Wednesday, December 31st, 2008 http://adamkhan.net/rambles/Stop-Yesterday
srael’s stated goal in the assault on Hamas—to provide peace and quiet for the country’s south—disturbs me because it’s a political not a military goal. How is quiet to be defined? Quiet like Israel’s north, where Hizballah has tens of thousands of little missiles pointing at the country that could be unleashed at any moment? Or quiet like Middlesex, on nobody’s radar screen? That is to say, is the goal of this assault to discourage Hamas from firing rockets, or is it to render Hamas incapable of firing rockets? These are two very different projects, yet we are hearing about both from the government, which suggests that the government isn’t quite sure.
[Update 2016 Apr 5: In retrospect I’m being foolish here: “quiet” is a nice, ambiguous term. You don’t want to telegraph to the enemy that the goal is in fact merely to degrade, not destroy. (Contrast with the US announcing to the Taliban the precise day they’ll be pulling out…)]
In the more limited scenario, that is, if the military objective is to reinstate deterrence, then Israel could have stopped after the first two shocking days, before the international community had a chance to scramble back to its usual narrative configuration (images of wide-eyed Palestinian rock-throwing schoolchildren juxtaposed with faceless Israeli tanks, etc). The punishment met out would have served as a sufficiently ample invitation to Hamas to reconsider its rocket-firing habit.
If however the objective is to remove the threat, then the only way to do so is to uproot Hamas completely, which seems infeasible. Even if the IDF were to storm Gaza, conquer it, capture and imprison the Hamas leadership and invite the Palestinian Authority back in to govern, there would still be dozens of splinter cells able and willing to fire rockets.
In short, the only feasible military objective, it seems to me, is to inflict some harsher punishment on Hamas for the rocket-firing than merely closing the border (which, to my mind, is not punishment anyway but rather an appropriate situation between hostile parties). Such punishment was achieved in the first two shocking days.
So Israel should already have stopped in order to observe and reassess.

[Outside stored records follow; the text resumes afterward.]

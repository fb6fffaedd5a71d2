//! The locked tree state: linkage, lookups, and the five primitive
//! mutators. Everything here runs under the tree lock held by the
//! `DeviceTree` façade; methods take `&mut self`/`&self` and never block.

use livetree_core::{NodeFlags, NodeId, Phandle, PropFlags, PropId, PropValue, path};
use uuid::Uuid;

use crate::arena::{Arena, NodeData, PropData};
use crate::error::StoreError;

pub(crate) struct TreeState {
    pub arena: Arena,
    pub root: NodeId,
    /// Global chain of all attached nodes. Each live node appears exactly
    /// once; order is insertion order and carries no semantic weight.
    pub all_nodes: Vec<NodeId>,
}

impl TreeState {
    pub(crate) fn new() -> Self {
        let mut arena = Arena::default();
        let root = arena.alloc_node(
            NodeData {
                name: String::new(),
                type_name: None,
                path: "/".to_string(),
                phandle: Phandle::NONE,
                flags: NodeFlags::empty(),
                parent: None,
                children: Vec::new(),
                properties: Vec::new(),
                dead_properties: Vec::new(),
            },
            // the tree's own reference
            1,
        );
        Self {
            arena,
            root,
            all_nodes: vec![root],
        }
    }

    // ========================================================================
    // Builders
    // ========================================================================

    /// Create a dynamic, detached, empty node. The returned node carries one
    /// reference (the creation reference handed back to the caller).
    pub(crate) fn create_node(
        &mut self,
        name: &str,
        type_name: Option<&str>,
        full_path: &str,
        phandle: Phandle,
    ) -> NodeId {
        self.arena.alloc_node(
            NodeData {
                name: name.to_string(),
                type_name: type_name.map(str::to_string),
                path: full_path.to_string(),
                phandle,
                flags: NodeFlags::DYNAMIC | NodeFlags::DETACHED,
                parent: None,
                children: Vec::new(),
                properties: Vec::new(),
                dead_properties: Vec::new(),
            },
            1,
        )
    }

    /// Create a dynamic property from raw parts. Owned by the caller until
    /// linked into a live list.
    pub(crate) fn create_property(&mut self, name: &str, value: PropValue) -> PropId {
        self.arena.alloc_prop(PropData {
            name: name.to_string(),
            value,
            flags: PropFlags::DYNAMIC,
            unique_id: Uuid::now_v7(),
        })
    }

    /// Deep copy of an existing property with a fresh identity.
    pub(crate) fn copy_property(&mut self, source: PropId) -> PropId {
        let mut data = self.arena.prop(source).clone();
        data.flags = PropFlags::DYNAMIC;
        data.unique_id = Uuid::now_v7();
        self.arena.alloc_prop(data)
    }

    // ========================================================================
    // Primitive mutators
    // ========================================================================

    /// Splice a detached node under its parent and onto the all-nodes chain.
    /// The tree takes its own reference to the node.
    pub(crate) fn attach(&mut self, id: NodeId) -> Result<(), StoreError> {
        let parent = {
            let slot = self.arena.node(id);
            if !slot.data.flags.contains(NodeFlags::DETACHED) {
                return Err(StoreError::Invalid(format!(
                    "attach of already-attached node {}",
                    slot.data.path
                )));
            }
            slot.data.parent.ok_or_else(|| {
                StoreError::Invalid(format!("attach of parentless node {}", slot.data.path))
            })?
        };

        self.arena.node_mut(parent).data.children.insert(0, id);
        self.all_nodes.push(id);
        let slot = self.arena.node_mut(id);
        slot.data.flags.remove(NodeFlags::DETACHED);
        slot.shared.set_detached(false);
        slot.shared.get();
        Ok(())
    }

    /// Unsplice a node from its parent and the all-nodes chain. The node is
    /// flagged detached but not freed; the tree drops its reference.
    pub(crate) fn detach(&mut self, id: NodeId) -> Result<(), StoreError> {
        let parent = {
            let slot = self.arena.node(id);
            if slot.data.flags.contains(NodeFlags::DETACHED) {
                return Err(StoreError::Invalid(format!(
                    "detach of already-detached node {}",
                    slot.data.path
                )));
            }
            slot.data.parent.ok_or_else(|| {
                StoreError::Invalid(format!("detach of parentless node {}", slot.data.path))
            })?
        };

        self.arena
            .node_mut(parent)
            .data
            .children
            .retain(|child| *child != id);
        self.all_nodes.retain(|node| *node != id);
        let slot = self.arena.node_mut(id);
        slot.data.flags.insert(NodeFlags::DETACHED);
        slot.shared.set_detached(true);
        slot.shared.put();
        Ok(())
    }

    /// Link a property at the head of the node's live list. Fails if a live
    /// property of the same name exists.
    pub(crate) fn add_property(&mut self, node: NodeId, prop: PropId) -> Result<(), StoreError> {
        let name = self.arena.prop(prop).name.clone();
        if self.find_property(node, &name).is_some() {
            return Err(StoreError::AlreadyExists(name));
        }
        self.arena.node_mut(node).data.properties.insert(0, prop);
        Ok(())
    }

    /// Unlink a property from the live list and push it onto the owner's
    /// dead list. The memory is retained so a later revert can re-link it.
    pub(crate) fn remove_property(&mut self, node: NodeId, prop: PropId) -> Result<(), StoreError> {
        let data = &mut self.arena.node_mut(node).data;
        let Some(index) = data.properties.iter().position(|p| *p == prop) else {
            return Err(StoreError::NotFound(format!(
                "property {prop} not on live list of {}",
                data.path
            )));
        };
        data.properties.remove(index);
        data.dead_properties.push(prop);
        Ok(())
    }

    /// Swap a live property for a new one of the same name, in place. The
    /// displaced property moves to the dead list and its id is returned.
    pub(crate) fn update_property(
        &mut self,
        node: NodeId,
        new_prop: PropId,
    ) -> Result<PropId, StoreError> {
        let name = self.arena.prop(new_prop).name.clone();
        let Some(old) = self.find_property(node, &name) else {
            return Err(StoreError::NotFound(format!("no live property named {name}")));
        };
        let data = &mut self.arena.node_mut(node).data;
        let index = data
            .properties
            .iter()
            .position(|p| *p == old)
            .expect("live list changed underfoot");
        data.properties[index] = new_prop;
        data.dead_properties.push(old);
        Ok(old)
    }

    /// Remove a property from the owner's dead list, returning whether it
    /// was found there. Revert paths require `true` (journal invariant).
    pub(crate) fn unlink_dead(&mut self, node: NodeId, prop: PropId) -> bool {
        let dead = &mut self.arena.node_mut(node).data.dead_properties;
        match dead.iter().position(|p| *p == prop) {
            Some(index) => {
                dead.remove(index);
                true
            }
            None => false,
        }
    }

    /// Set or clear collaborator flag bits. Lifecycle bits are owned by the
    /// attach/detach primitives and refused here.
    pub(crate) fn change_flags(
        &mut self,
        node: NodeId,
        flags: NodeFlags,
        set: bool,
    ) -> Result<(), StoreError> {
        const COLLABORATOR: NodeFlags = NodeFlags::POPULATED.union(NodeFlags::POPULATED_BUS);
        if !COLLABORATOR.contains(flags) {
            return Err(StoreError::Invalid(format!(
                "flag bits {flags:?} are not collaborator bits"
            )));
        }
        let data = &mut self.arena.node_mut(node).data;
        if set {
            data.flags.insert(flags);
        } else {
            data.flags.remove(flags);
        }
        Ok(())
    }

    /// Point a detached node at its future parent.
    pub(crate) fn set_parent(&mut self, node: NodeId, parent: NodeId) -> Result<(), StoreError> {
        let slot = self.arena.node_mut(node);
        if !slot.data.flags.contains(NodeFlags::DETACHED) {
            return Err(StoreError::Invalid(format!(
                "reparenting attached node {}",
                slot.data.path
            )));
        }
        slot.data.parent = Some(parent);
        Ok(())
    }

    // ========================================================================
    // Queries
    // ========================================================================

    pub(crate) fn find_by_path(&self, target: &str) -> Option<NodeId> {
        let mut current = self.root;
        for component in path::components(target) {
            current = self.child_by_name(current, component)?;
        }
        Some(current)
    }

    pub(crate) fn find_by_phandle(&self, phandle: Phandle) -> Option<NodeId> {
        if !phandle.is_valid() {
            return None;
        }
        self.all_nodes
            .iter()
            .copied()
            .find(|id| self.arena.node(*id).data.phandle == phandle)
    }

    pub(crate) fn child_by_name(&self, parent: NodeId, name: &str) -> Option<NodeId> {
        self.arena
            .node(parent)
            .data
            .children
            .iter()
            .copied()
            .find(|child| self.arena.node(*child).data.name == name)
    }

    pub(crate) fn find_property(&self, node: NodeId, name: &str) -> Option<PropId> {
        self.arena
            .node(node)
            .data
            .properties
            .iter()
            .copied()
            .find(|prop| self.arena.prop(*prop).name == name)
    }

    /// Whether the node's `status` permits device use: okay/ok, or no
    /// `status` property at all.
    pub(crate) fn device_available(&self, node: NodeId) -> bool {
        match self.find_property(node, "status") {
            None => true,
            Some(prop) => matches!(self.arena.prop(prop).value.as_str(), Some("okay") | Some("ok")),
        }
    }

    // ========================================================================
    // Reclamation
    // ========================================================================

    /// Free every node slot that is detached with no outstanding
    /// references. Returns the number of nodes reclaimed. A detached node
    /// that still has linked children is kept (its subtree must go through
    /// `free_subtree`), so child parent links never dangle.
    pub(crate) fn reap(&mut self) -> usize {
        let mut reclaimed = 0;
        for id in self.arena.node_ids() {
            let slot = self.arena.node(id);
            if slot.shared.is_detached()
                && slot.shared.refcount() == 0
                && slot.data.children.is_empty()
            {
                self.arena.free_node(id);
                reclaimed += 1;
            }
        }
        reclaimed
    }

    /// Recursively free a detached subtree without journaling. Outstanding
    /// references are a caller bug; they are diagnosed, not honored.
    pub(crate) fn free_subtree(&mut self, id: NodeId) -> Result<(), StoreError> {
        {
            let slot = self.arena.node(id);
            if !slot.data.flags.contains(NodeFlags::DETACHED) {
                return Err(StoreError::Invalid(format!(
                    "free of attached subtree {}",
                    slot.data.path
                )));
            }
        }
        self.free_subtree_inner(id, true);
        Ok(())
    }

    fn free_subtree_inner(&mut self, id: NodeId, is_root: bool) {
        let children = self.arena.node(id).data.children.clone();
        for child in children {
            self.free_subtree_inner(child, false);
        }
        let slot = self.arena.node_mut(id);
        // descendants are unlinked wholesale, without journaling
        slot.data.children.clear();
        slot.data.flags.insert(NodeFlags::DETACHED);
        slot.shared.set_detached(true);
        if !is_root {
            // drop the tree's reference taken at attach
            slot.shared.put();
        }
        let refs = slot.shared.refcount();
        if refs != 0 {
            log::error!(
                "freeing subtree node {} with {} outstanding reference(s)",
                slot.data.path,
                refs
            );
        }
        self.all_nodes.retain(|node| *node != id);
        self.arena.free_node(id);
    }
}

There’s no need to discuss a negotiated ceasefire nor wait as the international pressure mounts. Stop yesterday. And if the rockets nonetheless continue, resume tomorrow.
PS – The only way for the larger project to be viable, it seems to me, is if it’s in partnership with Egypt—that is to say, if Israel and Egypt have made a deal that if Israel degrades Hamas sufficiently, Egypt will step in and effectively govern Gaza.
Mubarak has alluded to this, as has been reported extensively, by saying that he’ll only open Egypt’s border with Gaza once the Palestinian Authority is back in power. Such an arrangement seems to me an appropriate long-term strategic political goal, but at this stage it seems merely a fantasy.
Update: Herb Keinon, chief diplomatic correspondent for The Jerusalem Post, argues in “The Gaza operation’s unstated goal: Anarchy” that Israel is pursuing a third way, a middle way: degrade Hamas’s ability to govern sufficiently so that it loses control of Gaza. This seems a very flimsy war aim and ultimately implausible.